Climate, Environment, and Conservation: Remarks at Climate Week
Thank you to Mark Kenber at the Climate Group for putting on this event. Thank you as well, Stephanie.
Two years and three days ago, I took this podium to talk about where we stood halfway into a four-year global effort to negotiate a new international climate agreement. I explained that we had spent this initial period in a conceptual phase of outlining what the elements of a new accord would be, and that we were making some progress. Now we are two months and two days from the start of the Paris conference, and the culmination of this effort.
So today I want to share with you some observations of where we’ve come, where we still need to go, and what is at stake in achieving a successful outcome in Paris.
First, though, I want to take a moment to discuss what has been going on in the United States in recent years under the leadership of President Obama. I may be biased, but I think you’d be hard pressed to find another leader who has been more personally engaged to such striking effect than our President.

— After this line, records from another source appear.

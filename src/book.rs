//! Polyglot-format opening book.
//!
//! The on-disk format is the Polyglot one: 16-byte big-endian records
//! `{key: u64, move: u16, weight: u16, learn: u32}`, sorted by key.
//! Records are keyed with the engine's own (fixed-seed) Zobrist hash,
//! so books must be built against it; the reader does not vendor the
//! original PolyGlot key constants.
//!
//! A probed move is never trusted as-is: the decoded from/to/promotion
//! triple is matched against the current legal move list, and castling
//! is translated from Polyglot's king-takes-rook encoding.

use std::fs::File;
use std::io::{self, Read};
use std::path::Path;

use rand::prelude::*;

use crate::board::{Board, Move, Piece, Square};

#[derive(Debug, Clone, Copy)]
struct BookEntry {
    key: u64,
    raw_move: u16,
    weight: u16,
    #[allow(dead_code)]
    learn: u32,
}

impl BookEntry {
    fn from_bytes(bytes: &[u8; 16]) -> Self {
        BookEntry {
            key: u64::from_be_bytes(bytes[0..8].try_into().unwrap()),
            raw_move: u16::from_be_bytes(bytes[8..10].try_into().unwrap()),
            weight: u16::from_be_bytes(bytes[10..12].try_into().unwrap()),
            learn: u32::from_be_bytes(bytes[12..16].try_into().unwrap()),
        }
    }
}

/// Decoded fields of a Polyglot move word.
#[derive(Debug, Clone, Copy, PartialEq, Eq)]
struct PolyMove {
    from: Square,
    to: Square,
    promotion: Option<Piece>,
}

fn decode_poly_move(raw: u16) -> PolyMove {
    let to_file = (raw & 0x7) as usize;
    let to_rank = ((raw >> 3) & 0x7) as usize;
    let from_file = ((raw >> 6) & 0x7) as usize;
    let from_rank = ((raw >> 9) & 0x7) as usize;
    let promotion = match (raw >> 12) & 0x7 {
        1 => Some(Piece::Knight),
        2 => Some(Piece::Bishop),
        3 => Some(Piece::Rook),
        4 => Some(Piece::Queen),
        _ => None,
    };
    PolyMove {
        from: Square::new(from_rank, from_file),
        to: Square::new(to_rank, to_file),
        promotion,
    }
}

/// Polyglot castling is encoded king-takes-rook; translate to the
/// engine's king-destination squares.
fn translate_castling(poly: PolyMove, board: &Board) -> PolyMove {
    let is_king = board
        .piece_at(poly.from)
        .is_some_and(|(_, piece)| piece == Piece::King);
    if !is_king {
        return poly;
    }
    let translated_to = match (poly.from.index(), poly.to.index()) {
        (4, 7) => 6,    // e1h1 -> e1g1
        (4, 0) => 2,    // e1a1 -> e1c1
        (60, 63) => 62, // e8h8 -> e8g8
        (60, 56) => 58, // e8a8 -> e8c8
        _ => return poly,
    };
    PolyMove {
        to: Square::from_index(translated_to),
        ..poly
    }
}

/// An opening book held fully in memory.
pub struct PolyglotBook {
    entries: Vec<BookEntry>,
}

impl PolyglotBook {
    /// Load a book file. The whole file is read and sorted by key.
    pub fn load<P: AsRef<Path>>(path: P) -> io::Result<Self> {
        let mut file = File::open(path)?;
        let mut buffer = Vec::new();
        file.read_to_end(&mut buffer)?;
        Ok(Self::from_bytes(&buffer))
    }

    /// Parse book records from raw bytes (trailing partial records are
    /// ignored).
    #[must_use]
    pub fn from_bytes(bytes: &[u8]) -> Self {
        let mut entries = Vec::with_capacity(bytes.len() / 16);
        for chunk in bytes.chunks_exact(16) {
            let record: &[u8; 16] = chunk.try_into().unwrap();
            entries.push(BookEntry::from_bytes(record));
        }
        entries.sort_by_key(|e| e.key);
        PolyglotBook { entries }
    }

    #[must_use]
    pub fn len(&self) -> usize {
        self.entries.len()
    }

    #[must_use]
    pub fn is_empty(&self) -> bool {
        self.entries.is_empty()
    }

    /// Weighted-random book move for the current position, or `None`
    /// when out of book. The returned move is always legal.
    #[must_use]
    pub fn pick(&self, board: &Board) -> Option<Move> {
        let key = board.hash();
        let start = self.entries.partition_point(|e| e.key < key);
        if start >= self.entries.len() || self.entries[start].key != key {
            return None;
        }
        let end = start
            + self.entries[start..]
                .iter()
                .take_while(|e| e.key == key)
                .count();
        let candidates = &self.entries[start..end];

        let legal = board.generate_legal();
        let resolve = |entry: &BookEntry| -> Option<Move> {
            let poly = translate_castling(decode_poly_move(entry.raw_move), board);
            legal
                .iter()
                .find(|m| {
                    m.from() == poly.from && m.to() == poly.to && m.promotion() == poly.promotion
                })
                .copied()
        };

        let total_weight: u32 = candidates.iter().map(|e| u32::from(e.weight)).sum();
        if total_weight == 0 {
            return candidates.iter().find_map(|e| resolve(e));
        }

        let mut pick = thread_rng().gen_range(0..total_weight);
        for entry in candidates {
            let w = u32::from(entry.weight);
            if pick < w {
                // A corrupt or illegal record falls through to the
                // remaining candidates
                if let Some(m) = resolve(entry) {
                    return Some(m);
                }
            } else {
                pick -= w;
            }
        }
        candidates.iter().find_map(|e| resolve(e))
    }
}

#[cfg(test)]
mod tests {
    use super::*;

    fn record(key: u64, raw_move: u16, weight: u16) -> [u8; 16] {
        let mut bytes = [0u8; 16];
        bytes[0..8].copy_from_slice(&key.to_be_bytes());
        bytes[8..10].copy_from_slice(&raw_move.to_be_bytes());
        bytes[10..12].copy_from_slice(&weight.to_be_bytes());
        bytes
    }

    /// Polyglot move word for from/to given as (rank, file)
    fn poly_word(from: (u16, u16), to: (u16, u16), promo: u16) -> u16 {
        (promo << 12) | (from.0 << 9) | (from.1 << 6) | (to.0 << 3) | to.1
    }

    #[test]
    fn test_record_decoding() {
        let entry = BookEntry::from_bytes(&record(0xABCD, poly_word((1, 4), (3, 4), 0), 7));
        assert_eq!(entry.key, 0xABCD);
        assert_eq!(entry.weight, 7);
        let poly = decode_poly_move(entry.raw_move);
        assert_eq!(poly.from, Square::new(1, 4)); // e2
        assert_eq!(poly.to, Square::new(3, 4)); // e4
        assert_eq!(poly.promotion, None);
    }

    #[test]
    fn test_promotion_decoding() {
        let poly = decode_poly_move(poly_word((6, 2), (7, 2), 4));
        assert_eq!(poly.promotion, Some(Piece::Queen));
    }

    #[test]
    fn test_probe_returns_legal_book_move() {
        let board = Board::new();
        // Single entry: e2e4 for the starting position
        let bytes = record(board.hash(), poly_word((1, 4), (3, 4), 0), 10);
        let book = PolyglotBook::from_bytes(&bytes);
        assert_eq!(book.len(), 1);

        let m = book.pick(&board).expect("book hit expected");
        assert_eq!(m.to_string(), "e2e4");
        assert!(board.generate_legal().contains(m));
    }

    #[test]
    fn test_probe_misses_unknown_position() {
        let board = Board::new();
        let bytes = record(board.hash() ^ 1, poly_word((1, 4), (3, 4), 0), 10);
        let book = PolyglotBook::from_bytes(&bytes);
        assert!(book.pick(&board).is_none());
    }

    #[test]
    fn test_castling_translation() {
        // White to castle kingside: book says e1h1, engine move is e1g1
        let board: Board = "4k3/8/8/8/8/8/8/4K2R w K - 0 1".parse().unwrap();
        let bytes = record(board.hash(), poly_word((0, 4), (0, 7), 0), 1);
        let book = PolyglotBook::from_bytes(&bytes);
        let m = book.pick(&board).expect("castle from book");
        assert!(m.is_castling());
        assert_eq!(m.to_string(), "e1g1");
    }

    #[test]
    fn test_illegal_record_is_skipped() {
        let board = Board::new();
        // a1a8 is not legal from the starting position
        let bad = record(board.hash(), poly_word((0, 0), (7, 0), 0), 100);
        let good = record(board.hash(), poly_word((0, 6), (2, 5), 0), 1); // g1f3
        let mut bytes = Vec::new();
        bytes.extend_from_slice(&bad);
        bytes.extend_from_slice(&good);
        let book = PolyglotBook::from_bytes(&bytes);

        let m = book.pick(&board).expect("fallback to legal record");
        assert_eq!(m.to_string(), "g1f3");
    }
}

The Clean Power Plan will, cut power plant emissions in the U.S. some 30% by 2030 and save over $50 billion in climate and health-related costs in the process. The power sector represents a third of U.S. emissions. Fuel efficiency standards are in the midst of doubling from 27 to 54 miles per gallon, and transportation represents another third of our emissions. DOE has issued a raft of efficiency standards for the equipment and appliances that make buildings run. And EPA has now begun the process to slash methane emissions from oil and gas by 40 to 45 percent, and is cutting our own use of HFCs, even as we press for a broader HFC amendment to the Montreal Protocol.
Meanwhile, the President is making valuable satellite data freely available all over the world to help protect vulnerable countries. He also recently became the first U.S. President to visit the Arctic and witness climate impacts there firsthand. And he has now, in the space of 10 months issued two highly important Joint Statements on climate change with Chinese President Xi Jinping, reflecting ambitions, actions and targets by those two countries.
In all this, the President has been backed by an extraordinary team – including my immediate boss, Secretary of State John Kerry, who brings with him a 25-year commitment to fighting climate change; Energy Secretary Ernie Moniz, a man of thought and of action, who came to the Department to drive the transition to a clean energy economy; Gina McCarthy, our tough EPA Administrator, who is using all appropriate regulatory authority to hasten the low-carbon future; and John Holdren, the President’s world-class science advisor.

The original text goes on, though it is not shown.